Dataset content>
*** Begin section ***

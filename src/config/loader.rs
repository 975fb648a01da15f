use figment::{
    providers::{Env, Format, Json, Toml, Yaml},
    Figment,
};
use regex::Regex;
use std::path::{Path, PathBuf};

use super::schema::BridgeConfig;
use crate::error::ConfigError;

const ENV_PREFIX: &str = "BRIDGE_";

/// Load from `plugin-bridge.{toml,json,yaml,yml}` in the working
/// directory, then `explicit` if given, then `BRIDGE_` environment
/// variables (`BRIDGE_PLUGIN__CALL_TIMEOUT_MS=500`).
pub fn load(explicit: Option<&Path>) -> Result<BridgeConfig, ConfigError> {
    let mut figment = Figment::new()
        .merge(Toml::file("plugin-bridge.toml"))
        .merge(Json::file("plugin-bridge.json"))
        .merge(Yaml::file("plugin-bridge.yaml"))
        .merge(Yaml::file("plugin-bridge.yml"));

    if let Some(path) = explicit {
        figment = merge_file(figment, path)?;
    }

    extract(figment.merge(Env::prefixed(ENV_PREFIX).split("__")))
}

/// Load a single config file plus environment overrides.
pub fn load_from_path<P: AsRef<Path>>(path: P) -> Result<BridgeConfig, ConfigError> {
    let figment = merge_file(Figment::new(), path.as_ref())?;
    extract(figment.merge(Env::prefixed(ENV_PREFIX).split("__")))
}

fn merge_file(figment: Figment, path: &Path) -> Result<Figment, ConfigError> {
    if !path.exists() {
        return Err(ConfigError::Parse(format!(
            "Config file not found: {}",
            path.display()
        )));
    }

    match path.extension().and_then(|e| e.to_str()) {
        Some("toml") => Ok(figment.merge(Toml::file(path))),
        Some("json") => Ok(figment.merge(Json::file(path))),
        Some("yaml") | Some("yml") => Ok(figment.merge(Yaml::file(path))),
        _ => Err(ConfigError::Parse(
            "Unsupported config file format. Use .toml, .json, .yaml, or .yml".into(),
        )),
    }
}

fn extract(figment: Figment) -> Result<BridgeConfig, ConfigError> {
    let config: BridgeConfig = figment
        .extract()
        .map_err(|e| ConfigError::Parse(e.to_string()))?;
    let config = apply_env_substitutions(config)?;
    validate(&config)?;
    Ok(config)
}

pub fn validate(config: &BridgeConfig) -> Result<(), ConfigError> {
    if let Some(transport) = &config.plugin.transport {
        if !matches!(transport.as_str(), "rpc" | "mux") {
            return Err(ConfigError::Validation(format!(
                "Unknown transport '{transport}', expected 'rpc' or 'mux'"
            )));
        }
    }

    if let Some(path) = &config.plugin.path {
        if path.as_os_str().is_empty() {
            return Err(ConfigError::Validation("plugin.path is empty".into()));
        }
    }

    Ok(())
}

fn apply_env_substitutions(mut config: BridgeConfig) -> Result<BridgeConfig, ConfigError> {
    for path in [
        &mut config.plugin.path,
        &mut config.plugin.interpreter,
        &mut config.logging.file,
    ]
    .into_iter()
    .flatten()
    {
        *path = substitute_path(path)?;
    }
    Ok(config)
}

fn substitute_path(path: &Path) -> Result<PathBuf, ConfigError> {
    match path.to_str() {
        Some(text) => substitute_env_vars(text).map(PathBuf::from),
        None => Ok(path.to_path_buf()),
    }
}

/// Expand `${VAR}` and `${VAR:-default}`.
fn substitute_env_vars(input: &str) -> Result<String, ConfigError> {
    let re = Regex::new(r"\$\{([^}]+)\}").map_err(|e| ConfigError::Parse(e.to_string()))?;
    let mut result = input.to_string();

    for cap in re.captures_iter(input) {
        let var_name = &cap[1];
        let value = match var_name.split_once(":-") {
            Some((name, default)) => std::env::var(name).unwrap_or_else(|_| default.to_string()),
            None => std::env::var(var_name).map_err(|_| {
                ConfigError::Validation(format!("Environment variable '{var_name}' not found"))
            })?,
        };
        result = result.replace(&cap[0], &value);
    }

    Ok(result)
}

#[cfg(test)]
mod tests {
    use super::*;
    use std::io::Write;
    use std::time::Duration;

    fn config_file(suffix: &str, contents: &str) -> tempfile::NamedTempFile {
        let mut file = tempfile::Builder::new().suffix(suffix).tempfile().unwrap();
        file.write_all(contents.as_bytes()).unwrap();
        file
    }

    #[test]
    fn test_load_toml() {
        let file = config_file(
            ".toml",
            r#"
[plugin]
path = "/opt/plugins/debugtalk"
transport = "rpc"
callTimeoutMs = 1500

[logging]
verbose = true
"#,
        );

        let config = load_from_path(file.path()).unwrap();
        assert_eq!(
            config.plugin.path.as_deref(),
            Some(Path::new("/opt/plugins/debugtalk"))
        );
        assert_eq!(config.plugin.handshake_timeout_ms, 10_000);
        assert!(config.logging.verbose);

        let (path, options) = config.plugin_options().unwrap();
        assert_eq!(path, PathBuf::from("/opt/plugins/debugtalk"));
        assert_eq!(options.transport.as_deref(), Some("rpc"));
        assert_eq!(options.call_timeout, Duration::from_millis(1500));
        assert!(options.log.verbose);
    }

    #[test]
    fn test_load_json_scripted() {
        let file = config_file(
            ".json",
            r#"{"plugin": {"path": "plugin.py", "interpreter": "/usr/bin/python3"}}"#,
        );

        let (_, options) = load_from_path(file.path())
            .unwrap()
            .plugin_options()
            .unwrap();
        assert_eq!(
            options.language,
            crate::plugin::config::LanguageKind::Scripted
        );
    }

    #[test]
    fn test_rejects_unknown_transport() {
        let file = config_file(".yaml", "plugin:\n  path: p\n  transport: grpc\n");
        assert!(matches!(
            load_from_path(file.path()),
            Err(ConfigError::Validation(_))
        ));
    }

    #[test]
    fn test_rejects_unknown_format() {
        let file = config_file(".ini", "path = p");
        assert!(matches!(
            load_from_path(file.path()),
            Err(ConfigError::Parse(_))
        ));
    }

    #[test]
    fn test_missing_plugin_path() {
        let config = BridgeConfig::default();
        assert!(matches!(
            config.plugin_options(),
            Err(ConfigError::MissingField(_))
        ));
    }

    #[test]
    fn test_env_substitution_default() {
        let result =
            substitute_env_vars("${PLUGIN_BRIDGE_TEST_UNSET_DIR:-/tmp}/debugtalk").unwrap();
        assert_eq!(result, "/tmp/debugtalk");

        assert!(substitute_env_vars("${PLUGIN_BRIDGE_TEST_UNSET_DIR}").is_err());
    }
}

*** End section ***

Beginning with the first line of the entries, repeat each line exactly until you have reproduced the one containing "if given, then", and add nothing further.

filename src/config/loader.rs
repository 975fb648a01da15f
use figment::{
    providers::{Env, Format, Json, Toml, Yaml},
    Figment,
};
use regex::Regex;
use std::path::{Path, PathBuf};

use super::schema::BridgeConfig;
use crate::error::ConfigError;

const ENV_PREFIX: &str = "BRIDGE_";

/// Load from `plugin-bridge.{toml,json,yaml,yml}` in the working
/// directory, then `explicit` if given, then `BRIDGE_` environment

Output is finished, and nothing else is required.